What should we do about ITT?

I’m not sure about the word training. I trained my toddlers to use a potty. And we’re about to get a puppy and I’ll have to train that to do things as well. Not to eat my kids’ homework and so on. But why do we use the word training for teachers? It connotes compliance and technical competency in simple actions. But surely we want a profession that questions, thrives, grows and lives with complexity? Is training really the right word?

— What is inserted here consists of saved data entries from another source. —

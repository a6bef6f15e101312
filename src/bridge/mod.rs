//! Process bridge — line-delimited JSON over the helper's stdio.
//!
//! This module handles:
//! - Resolving how to launch the helper executable
//! - Spawning the helper child process
//! - One-line-per-message request/reply framing with correlation ids
//! - Failing pending calls and reporting the disconnect when the channel closes

pub mod config;
pub mod connection;
pub mod errors;
pub mod wire;

// Re-exports for convenience
pub use config::{resolve_helper_config, HelperConfig};
pub use connection::HelperConnection;
pub use errors::BridgeError;
pub use wire::{WireReply, WireRequest};
//! Helper process configuration.
//!
//! The helper is addressed by an executable path resolved at startup:
//!
//! 1. `GREETSHELL_CORE` environment variable (command only, no arguments)
//! 2. optional `helper.json` override file next to the app executable or in
//!    the current directory
//! 3. the `greet-core` binary adjacent to the app executable (dev builds and
//!    packaged installs both place the two binaries side by side)
//! 4. bare `greet-core`, left to `PATH` resolution

use serde::Deserialize;

/// Environment variable overriding the helper command.
pub const HELPER_ENV_VAR: &str = "GREETSHELL_CORE";

/// Override file name, searched next to the executable and in the cwd.
const OVERRIDE_FILE: &str = "helper.json";

/// Helper binary name for the adjacent-executable and `PATH` fallbacks.
#[cfg(target_os = "windows")]
const HELPER_BIN_NAME: &str = "greet-core.exe";
#[cfg(not(target_os = "windows"))]
const HELPER_BIN_NAME: &str = "greet-core";

/// How to launch the helper process.
#[derive(Debug, Clone, Deserialize)]
pub struct HelperConfig {
    pub command: String,
    #[serde(default)]
    pub args: Vec<String>,
}

impl HelperConfig {
    fn from_command(command: impl Into<String>) -> Self {
        Self {
            command: command.into(),
            args: Vec::new(),
        }
    }
}

/// Resolve the helper configuration.
///
/// Never fails: the last resort is the bare binary name, and a missing or
/// unlaunchable helper surfaces later as a spawn error.
pub fn resolve_helper_config() -> HelperConfig {
    if let Ok(command) = std::env::var(HELPER_ENV_VAR) {
        if !command.is_empty() {
            tracing::info!(command = %command, "helper command from {HELPER_ENV_VAR}");
            return HelperConfig::from_command(command);
        }
    }

    if let Some(config) = load_override_file() {
        return config;
    }

    if let Ok(exe) = std::env::current_exe() {
        if let Some(exe_dir) = exe.parent() {
            let adjacent = exe_dir.join(HELPER_BIN_NAME);
            if adjacent.is_file() {
                return HelperConfig::from_command(adjacent.to_string_lossy().into_owned());
            }
        }
    }

    tracing::info!(
        command = HELPER_BIN_NAME,
        "helper not found next to executable, relying on PATH"
    );
    HelperConfig::from_command(HELPER_BIN_NAME)
}

/// Load the optional `helper.json` override file.
///
/// Returns `None` if the file doesn't exist or can't be parsed (a parse
/// failure is logged and resolution falls through to the defaults).
fn load_override_file() -> Option<HelperConfig> {
    let mut candidates = Vec::new();
    if let Ok(exe) = std::env::current_exe() {
        if let Some(dir) = exe.parent() {
            candidates.push(dir.join(OVERRIDE_FILE));
        }
    }
    candidates.push(std::path::PathBuf::from(OVERRIDE_FILE));

    for path in &candidates {
        if let Ok(content) = std::fs::read_to_string(path) {
            match serde_json::from_str::<HelperConfig>(&content) {
                Ok(config) => {
                    tracing::info!(
                        path = %path.display(),
                        command = %config.command,
                        "loaded helper override config"
                    );
                    return Some(config);
                }
                Err(e) => {
                    tracing::warn!(
                        path = %path.display(),
                        error = %e,
                        "failed to parse helper override config"
                    );
                }
            }
        }
    }

    None
}

// ─── Tests ───────────────────────────────────────────────────────────────────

In the light of the Carter review there are many people considering what the best course of action for teacher training is now. Some have argued that teachers should just learn on the job. Like they do in MacDonalds. Others that the focus for the PGCE should be 90% subject specific (ignoring primary and special education almost entirely). Dominic Cummings has collated an excellent blog with many wise and thoughtful contributions from across the profession and this is well worth a read. But I think we’re missing a trick in simply asking what we should do with the current model. I think we need to go right back to basics. We need to ask what would need to be done in order to ensure that we have a profession that is:-

1. Knowledgeable

2. Respected

3. Autonomous

4. Trusted

Mere ‘training’ will not meet these goals on its own. Like Alison Peacock, I think that we need to rethink the notion of qualified so that once we are given QTS status, this simply marks the beginning of our professional journey and that this is something that continues for life. I think, like Tristram Hunt, that being ‘qualified’ should be a bare minimum requirement for all teachers and that this qualification should mark a level of competency that runs way beyond a subject specialism to knowledge about children, psychology, behaviour, assessment, pedagogy and curriculum design. I believe that teaching is every bit as complex and important as medicine. And a darned sight more important than law. And it should therefore carry the same status. And so, I would argue that three things need to be done:-

1. More time allocated to the qualifying period.

Rather than arguing about the benefits of this or that route, I think all should be subsumed into one university based, two year Masters course. It is nigh on impossible to cover all that needs to be covered in a one year PGCE, hence arguments about where emphasis should be placed. Some of the most successful courses are those that take the UG route for primary teachers – the B.Ed. It used to be the case that most of these courses were 4 years long, but tuition fees put many students off applying so they reduced to 3. What if the fourth year led to a Master’s qualification? Certainly, many of my former fourth year students at MMU were writing at Masters level for their undergraduate dissertation.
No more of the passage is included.